Berdasarkan informasi yang diterima MONITOR dari Kementerian Pertanian RI Kamis (25/1), hampir di semua daerah penyangga pangan setiap hari ada saja petani yang melakukan panen padi. Salah satunya yakni di lahan pasang surut Kabupaten Banyuasin, Sumatera Selatan.

Pada Rabu (24/1) kemarin, berdasarkan catatan Kementan hingga saat ini panen mencapai 1.974 hektar. Sebagian besar berasal dari Kec. Tungkal Ilir 518 ha, Air Salek 704 ha, Muara Telang 482 ha, Muara Sugihan 125 ha; dan sisanya dari kecamatan lainnya. Memasuki minggu keempat bulan Januari ini, luas panen panen padi di Kab. Banyuasin  meningkat tajam dibandingkan minggu ketiga, hanya sekitar 1.000 ha dalam satu hari, ungkap Didik staf Dinas Pertanian Kab. Banyuasin.

Prof. Dr. Risfaheri selaku penjab Upsus Kementan untuk Kab. Banyuasin dalam keterangannya, hamparan sawah yang menguning setiap harinya semakin meluas di Banyuasin, seakan tidak pernahnya habisnya panen di lahan pasang surut ini.

"Pertanaman padi relatif aman dari serangan hama tikus, wereng batang coklat dan blast, sehingga provitas yang dicapai cukup tinggi 5 -7 ton GKP/ha, bahkan dibeberapa tempat ada yang mencapai lebih dari 7 ton GKP/ha. Harga gabah di lokasi panen saat ini masih cukup bagus berada di kisaran Rp. 4.500 per kg GKP. Harga yang cukup bagus ini memberi semangat pada petani untuk segera mengolah lahannya setelah selesai panen," ungkapnya.

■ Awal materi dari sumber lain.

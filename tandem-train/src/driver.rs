//! The training loop.
//!
//! Each tick steps the engine, records the loss, reports progress, and gives
//! the reload trigger its turn. The loop is `Running` until the engine says
//! it has nothing left to do, then `Stopped` for good. Convergence is not a
//! state of its own: training continues after it, only reloads depend on it.

use crate::engine::{Engine, EngineError};
use crate::monitor::{ConvergenceMonitor, DEFAULT_THRESHOLD, DEFAULT_WINDOW, LossHistory};
use crate::reload::{ReloadOutcome, ReloadTrigger};
use thiserror::Error;
use tracing::{info, warn};

/// Loop state.
#[derive(Debug, Clone, Copy, PartialEq, Eq)]
pub enum LoopState {
    Running,
    Stopped,
}

/// Convergence settings for the loop.
#[derive(Debug, Clone, Copy, PartialEq)]
pub struct LoopConfig {
    /// Loss window size; also the number of samples needed before the loop
    /// can count as stable.
    pub window: usize,
    /// Dispersion threshold for stability.
    pub threshold: f32,
}

impl LoopConfig {
    pub fn validate(&self) -> Result<(), ConfigError> {
        if self.window < 2 {
            return Err(ConfigError::WindowTooSmall(self.window));
        }
        if !(self.threshold.is_finite() && self.threshold > 0.0) {
            return Err(ConfigError::InvalidThreshold(self.threshold));
        }
        Ok(())
    }
}

impl Default for LoopConfig {
    fn default() -> Self {
        Self {
            window: DEFAULT_WINDOW,
            threshold: DEFAULT_THRESHOLD,
        }
    }
}

/// Startup configuration errors.
#[derive(Debug, Error, PartialEq)]
pub enum ConfigError {
    #[error("Loss window must hold at least 2 samples, got {0}")]
    WindowTooSmall(usize),

    #[error("Convergence threshold must be positive and finite, got {0}")]
    InvalidThreshold(f32),

    #[error(transparent)]
    Mode(#[from] tandem_data::ModeError),
}

/// Receives per-iteration progress.
pub trait ProgressReporter {
    fn report(&mut self, iteration: u64, loss: f32, stable: bool);
}

/// Logs every iteration through `tracing`.
#[derive(Debug, Default, Clone, Copy)]
pub struct TracingProgress;

impl ProgressReporter for TracingProgress {
    fn report(&mut self, iteration: u64, loss: f32, stable: bool) {
        info!(iteration, loss, stable, "Training step");
    }
}

/// Counters collected over a run.
#[derive(Debug, Clone, Copy, Default, PartialEq)]
pub struct LoopSummary {
    /// Ticks executed.
    pub ticks: u64,
    /// Engine iteration reported by the last step.
    pub last_iteration: u64,
    pub final_loss: Option<f32>,
    /// Ticks on which the loss history counted as stable.
    pub stable_ticks: u64,
    pub reloads: u64,
    pub reload_failures: u64,
    pub lock_contentions: u64,
}

impl LoopSummary {
    fn record(&mut self, outcome: &ReloadOutcome) {
        match outcome {
            ReloadOutcome::Reloaded { .. } => self.reloads += 1,
            ReloadOutcome::Failed { .. } => self.reload_failures += 1,
            ReloadOutcome::LockUnavailable => self.lock_contentions += 1,
            ReloadOutcome::Disabled | ReloadOutcome::NotStable | ReloadOutcome::NoChange => {}
        }
    }
}

/// Drives an [`Engine`] until it stops, coordinating dataset reloads.
pub struct TrainingLoop<E, P = TracingProgress> {
    engine: E,
    progress: P,
    history: LossHistory,
    monitor: ConvergenceMonitor,
    trigger: ReloadTrigger,
    state: LoopState,
    summary: LoopSummary,
}

impl<E: Engine> TrainingLoop<E> {
    pub fn new(engine: E, config: LoopConfig, trigger: ReloadTrigger) -> Result<Self, ConfigError> {
        config.validate()?;
        Ok(Self {
            engine,
            progress: TracingProgress,
            history: LossHistory::new(config.window),
            monitor: ConvergenceMonitor::new(config.threshold),
            trigger,
            state: LoopState::Running,
            summary: LoopSummary::default(),
        })
    }
}

impl<E: Engine, P: ProgressReporter> TrainingLoop<E, P> {
    /// Replace the progress reporter.
    pub fn with_progress<Q: ProgressReporter>(self, progress: Q) -> TrainingLoop<E, Q> {
        TrainingLoop {
            engine: self.engine,
            progress,
            history: self.history,
            monitor: self.monitor,
            trigger: self.trigger,
            state: self.state,
            summary: self.summary,
        }
    }

    pub fn state(&self) -> LoopState {
        self.state
    }

    pub fn history(&self) -> &LossHistory {
        &self.history
    }

    pub fn summary(&self) -> LoopSummary {
        self.summary
    }

    pub fn engine(&self) -> &E {
        &self.engine
    }

    pub fn progress(&self) -> &P {
        &self.progress
    }

    /// Run one iteration. A stopped loop stays stopped and does nothing.
    ///
    /// An engine error stops the loop and is returned to the caller.
    pub fn tick(&mut self) -> Result<LoopState, EngineError> {
        if self.state == LoopState::Stopped {
            return Ok(LoopState::Stopped);
        }

        let step = match self.engine.step() {
            Ok(step) => step,
            Err(err) => {
                self.state = LoopState::Stopped;
                return Err(err);
            }
        };

        self.history.push(step.loss);
        let stable = self.monitor.is_stable(&self.history);
        self.progress.report(step.iteration, step.loss, stable);

        let outcome = self.trigger.poll(stable, &mut self.engine);

        self.summary.ticks += 1;
        self.summary.last_iteration = step.iteration;
        self.summary.final_loss = Some(step.loss);
        if stable {
            self.summary.stable_ticks += 1;
        }
        self.summary.record(&outcome);

        if !step.keep_running {
            self.state = LoopState::Stopped;
        }
        Ok(self.state)
    }

    /// Tick until the engine stops.
    pub fn run(&mut self) -> Result<LoopSummary, EngineError> {
        if self.trigger.is_enabled() {
            info!("Dataset reload coordination enabled");
        }

        while self.tick()? == LoopState::Running {}

        let summary = self.summary;
        info!(
            ticks = summary.ticks,
            reloads = summary.reloads,
            "Training loop stopped at iteration {}",
            summary.last_iteration
        );
        if summary.reload_failures > 0 {
            warn!("{} dataset reloads failed", summary.reload_failures);
        }
        Ok(summary)
    }
}
//! Radiance-field scene metadata (`transforms.json`).
//!
//! A scene is either a single metadata file or a directory of them. Each
//! frame's camera-to-world matrix contributes its translation as a sample,
//! so the fitting engine learns the camera rig layout.

use crate::error::DataError;
use crate::types::Point;
use glam::{Mat4, Vec3};
use serde::Deserialize;
use std::fs::{self, File};
use std::io::BufReader;
use std::path::{Path, PathBuf};
use tracing::{debug, info};

#[derive(Deserialize, Debug)]
struct SceneFrame {
    transform_matrix: [[f32; 4]; 4],
}

#[derive(Deserialize, Debug)]
struct SceneMetadata {
    #[serde(default)]
    frames: Vec<SceneFrame>,
}

/// Metadata files that make up a scene at `path`, in load order.
pub fn scene_files(path: &Path) -> Result<Vec<PathBuf>, DataError> {
    if !path.is_dir() {
        return Ok(vec![path.to_path_buf()]);
    }

    let mut files = Vec::new();
    for entry in fs::read_dir(path)? {
        let file = entry?.path();
        let is_json = file
            .extension()
            .and_then(|ext| ext.to_str())
            .is_some_and(|ext| ext.eq_ignore_ascii_case("json"));
        if is_json && file.is_file() {
            files.push(file);
        }
    }
    files.sort();
    Ok(files)
}

/// Load camera positions from every metadata file of a scene.
#[tracing::instrument(skip_all, fields(path = %path.display()))]
pub fn load_points_from_scene(path: &Path) -> Result<Vec<Point>, DataError> {
    let files = scene_files(path)?;
    if files.is_empty() {
        return Err(DataError::UnsupportedFormat(format!(
            "no scene metadata (*.json) in {}",
            path.display()
        )));
    }

    let mut points = Vec::new();
    for file in &files {
        let metadata: SceneMetadata = serde_json::from_reader(BufReader::new(File::open(file)?))?;
        debug!("{}: {} frames", file.display(), metadata.frames.len());
        points.extend(metadata.frames.iter().map(|frame| {
            // Rows in the file, columns in glam.
            let camera_to_world = Mat4::from_cols_array_2d(&frame.transform_matrix).transpose();
            Point::new(camera_to_world.w_axis.truncate(), Vec3::ONE)
        }));
    }

    info!("Scene parsed: {} files, {} camera frames", files.len(), points.len());
    Ok(points)
}
//! Run configuration and startup with builder pattern.

use std::path::PathBuf;
use tandem_data::resolve_mode;
use tandem_train::{
    ConfigError, Engine, EngineError, FitConfig, LoopConfig, LoopSummary, ReloadTrigger,
    SplatFitEngine, TrainingLoop,
};
use thiserror::Error;
use tracing::{info, warn};

/// Logging configuration.
pub struct LoggingConfig {
    pub level: String,
    pub enable_tracy: bool,
}

impl Default for LoggingConfig {
    fn default() -> Self {
        Self {
            level: "info".to_string(),
            enable_tracy: false,
        }
    }
}

/// Fatal errors that end a run.
#[derive(Debug, Error)]
pub enum RunError {
    #[error("Configuration error: {0}")]
    Config(#[from] ConfigError),

    #[error("The built-in engine needs a scene path")]
    MissingScene,

    #[error("Engine error: {0}")]
    Engine(#[from] EngineError),
}

/// Builder for configuring and running a training session.
pub struct RunBuilder {
    scene: Option<PathBuf>,
    mode: Option<String>,
    lock_file: Option<PathBuf>,
    marker: Option<PathBuf>,
    training: bool,
    loop_config: LoopConfig,
    fit_config: FitConfig,
    load_snapshot: Option<PathBuf>,
    save_snapshot: Option<PathBuf>,
    logging: LoggingConfig,
}

impl RunBuilder {
    /// Create a new RunBuilder with default settings.
    pub fn new() -> Self {
        Self {
            scene: None,
            mode: None,
            lock_file: None,
            marker: None,
            training: true,
            loop_config: LoopConfig::default(),
            fit_config: FitConfig::default(),
            load_snapshot: None,
            save_snapshot: None,
            logging: LoggingConfig::default(),
        }
    }

    /// Set the scene (dataset) path.
    pub fn with_scene(mut self, path: impl Into<PathBuf>) -> Self {
        self.scene = Some(path.into());
        self
    }

    /// Set the operating mode by name instead of inferring it.
    pub fn with_mode(mut self, mode: impl Into<String>) -> Self {
        self.mode = Some(mode.into());
        self
    }

    /// Enable reload coordination through this lock file.
    pub fn with_lock_file(mut self, path: impl Into<PathBuf>) -> Self {
        self.lock_file = Some(path.into());
        self
    }

    /// Override the change marker path.
    pub fn with_marker(mut self, path: impl Into<PathBuf>) -> Self {
        self.marker = Some(path.into());
        self
    }

    pub fn with_training(mut self, enabled: bool) -> Self {
        self.training = enabled;
        self
    }

    pub fn with_window(mut self, window: usize) -> Self {
        self.loop_config.window = window;
        self
    }

    pub fn with_threshold(mut self, threshold: f32) -> Self {
        self.loop_config.threshold = threshold;
        self
    }

    pub fn with_fit_config(mut self, config: FitConfig) -> Self {
        self.fit_config = config;
        self
    }

    pub fn with_load_snapshot(mut self, path: impl Into<PathBuf>) -> Self {
        self.load_snapshot = Some(path.into());
        self
    }

    pub fn with_save_snapshot(mut self, path: impl Into<PathBuf>) -> Self {
        self.save_snapshot = Some(path.into());
        self
    }

    /// Configure logging.
    pub fn with_logging(mut self, config: LoggingConfig) -> Self {
        self.logging = config;
        self
    }

    /// Resolve the configuration, train, and return the loop summary.
    pub fn run(self) -> Result<LoopSummary, RunError> {
        self.init_logging();

        // Everything is validated before the engine touches the scene.
        self.loop_config.validate()?;
        let mode = resolve_mode(self.mode.as_deref(), self.scene.as_deref()).map_err(ConfigError::from)?;
        let scene = self.scene.clone().ok_or(RunError::MissingScene)?;
        info!("Scene {} in {} mode", scene.display(), mode);

        let mut engine = SplatFitEngine::load(mode, &scene, self.fit_config)?;
        engine.set_training(self.training);
        if !engine.is_training() {
            info!("Training disabled, evaluating the loaded parameters only");
        }
        if let Some(path) = &self.load_snapshot {
            engine.load_snapshot(path)?;
        }

        let trigger = ReloadTrigger::from_parts(self.lock_file.clone(), Some(scene), self.marker.clone());
        if self.marker.is_some() && !trigger.is_enabled() {
            warn!("--marker has no effect without --lock-file");
        }

        let mut training_loop = TrainingLoop::new(engine, self.loop_config, trigger)?;
        let summary = training_loop.run()?;
        info!(
            reloads = summary.reloads,
            reload_failures = summary.reload_failures,
            lock_contentions = summary.lock_contentions,
            stable_ticks = summary.stable_ticks,
            "Final loss {:?} after {} ticks",
            summary.final_loss,
            summary.ticks
        );

        if let Some(path) = &self.save_snapshot {
            training_loop.engine().save_snapshot(path)?;
        }
        Ok(summary)
    }

    fn init_logging(&self) {
        // A subscriber may already be installed (tests run several sessions
        // in one process), so failures to install are ignored.
        #[cfg(feature = "tracy")]
        {
            if self.logging.enable_tracy {
                use tracing_subscriber::Layer;
                use tracing_subscriber::layer::SubscriberExt;
                use tracing_subscriber::util::SubscriberInitExt;
                let _ = tracing_subscriber::registry()
                    .with(tracing_tracy::TracyLayer::default())
                    .with(
                        tracing_subscriber::fmt::layer().with_filter(
                            tracing_subscriber::EnvFilter::try_from_default_env()
                                .unwrap_or_else(|_| self.logging.level.clone().into()),
                        ),
                    )
                    .try_init();
                return;
            }
        }

        #[cfg(not(feature = "tracy"))]
        {
            if self.logging.enable_tracy {
                eprintln!("tandem: built without the `tracy` feature, ignoring --tracy");
            }
        }

        let _ = tracing_subscriber::fmt()
            .with_env_filter(
                tracing_subscriber::EnvFilter::try_from_default_env()
                    .unwrap_or_else(|_| tracing_subscriber::EnvFilter::new(&self.logging.level)),
            )
            .with_target(false)
            .try_init();
    }
}

impl Default for RunBuilder {
    fn default() -> Self {
        Self::new()
    }
}

#[cfg(test)]
mod tests {
    use super::*;
    use std::fs;
    use tandem_data::ModeError;

    const MESH: &str = "v 0 0 0\nv 1 0 0\nv 0 1 0\nv 0 0 1\nv 1 1 1\n";

    fn quiet() -> LoggingConfig {
        LoggingConfig {
            level: "warn".to_string(),
            enable_tracy: false,
        }
    }

    fn short_fit() -> FitConfig {
        FitConfig {
            splat_count: 4,
            batch_size: 16,
            learning_rate: 0.1,
            n_steps: Some(40),
        }
    }

    #[test]
    fn test_missing_scene_and_mode_is_config_error() {
        let err = RunBuilder::new().with_logging(quiet()).run().unwrap_err();
        assert!(matches!(err, RunError::Config(ConfigError::Mode(ModeError::MissingInput))));
    }

    #[test]
    fn test_explicit_mode_without_scene() {
        let err = RunBuilder::new()
            .with_logging(quiet())
            .with_mode("sdf")
            .run()
            .unwrap_err();
        assert!(matches!(err, RunError::MissingScene));
    }

    #[test]
    fn test_invalid_mode_name() {
        let dir = tempfile::tempdir().unwrap();
        let scene = dir.path().join("mesh.obj");
        fs::write(&scene, MESH).unwrap();

        let err = RunBuilder::new()
            .with_logging(quiet())
            .with_scene(&scene)
            .with_mode("hologram")
            .run()
            .unwrap_err();
        assert!(matches!(err, RunError::Config(ConfigError::Mode(ModeError::InvalidMode(_)))));
    }

    #[test]
    fn test_trains_for_step_budget() {
        let dir = tempfile::tempdir().unwrap();
        let scene = dir.path().join("mesh.obj");
        fs::write(&scene, MESH).unwrap();

        let summary = RunBuilder::new()
            .with_logging(quiet())
            .with_scene(&scene)
            .with_window(4)
            .with_fit_config(short_fit())
            .run()
            .unwrap();
        assert_eq!(summary.ticks, 40);
        assert_eq!(summary.last_iteration, 40);
        assert_eq!(summary.reloads, 0);
    }

    #[test]
    fn test_no_train_evaluates_once() {
        let dir = tempfile::tempdir().unwrap();
        let scene = dir.path().join("mesh.obj");
        fs::write(&scene, MESH).unwrap();

        let summary = RunBuilder::new()
            .with_logging(quiet())
            .with_scene(&scene)
            .with_training(false)
            .with_fit_config(short_fit())
            .run()
            .unwrap();
        assert_eq!(summary.ticks, 1);
        assert_eq!(summary.last_iteration, 0);
    }

    #[test]
    fn test_reloads_marked_scene_and_saves_snapshot() {
        let dir = tempfile::tempdir().unwrap();
        let scene = dir.path().join("mesh.obj");
        let lock = dir.path().join("scene.lock");
        let marker = dir.path().join("scene.ready");
        let snapshot = dir.path().join("snapshot.json");
        fs::write(&scene, MESH).unwrap();
        fs::write(&marker, b"").unwrap();

        // A threshold this large makes the loop stable as soon as the window cycles.
        let summary = RunBuilder::new()
            .with_logging(quiet())
            .with_scene(&scene)
            .with_lock_file(&lock)
            .with_marker(&marker)
            .with_window(4)
            .with_threshold(1e6)
            .with_fit_config(short_fit())
            .with_save_snapshot(&snapshot)
            .run()
            .unwrap();

        assert_eq!(summary.reloads, 1);
        assert!(!marker.exists());
        assert!(snapshot.exists());
    }
}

Menurut Dr. Priatna Sasmita Kepala BPTP Balitbangtan Sumsel, provitas padi di lahan pasang surut Banyuasin ini masih besar peluangnya untuk ditingkatkan. Provitas padi yang masih diangka 5 ton GKP/ha harus dipacu agar dapat mencapai 7 ton GKP/ha, melalui pengguna varietas unggul spesifik lokasi, serta penerapan rekomendasi teknologi budidaya dan pengendalian OPT. Penderasan diseminasi inovasi teknologi terus kami lakukan. Selain itu, kami juga telah mendiseminasikan alat tanam benih langsung yang lebih adaptif (Amator), sehingga dapat mempercepat dan mempermudah penanaman, serta biaya tanam bisa lebih murah. Amator tersebut mulai banyak diminiati petani, tidak hanya petani di Banyuasin juga dari daerah lain, ujar Dr. Priatna Sasmita.
 
Hampir semua hasil panen padi di sawah pasang surut Banyuasin, gabahnya langsung di bawa keluar, tidak hanya penggilingan padi di Sumsel juga ke provinsi tetangga. Pemandangan yang tidak asing, bila dermaga di desa sepanjang jalur menuju sungai Musi, setiap harinya dipenuhi tumpukan gabah GKP yang siap diangkut. Melihat kondisi ini, kami optimis pasokan beras untuk Sumsel aman, bahkan bisa memenuhi kebutuhan beras daerah lainnya, pungkas Prof. Risfaheri.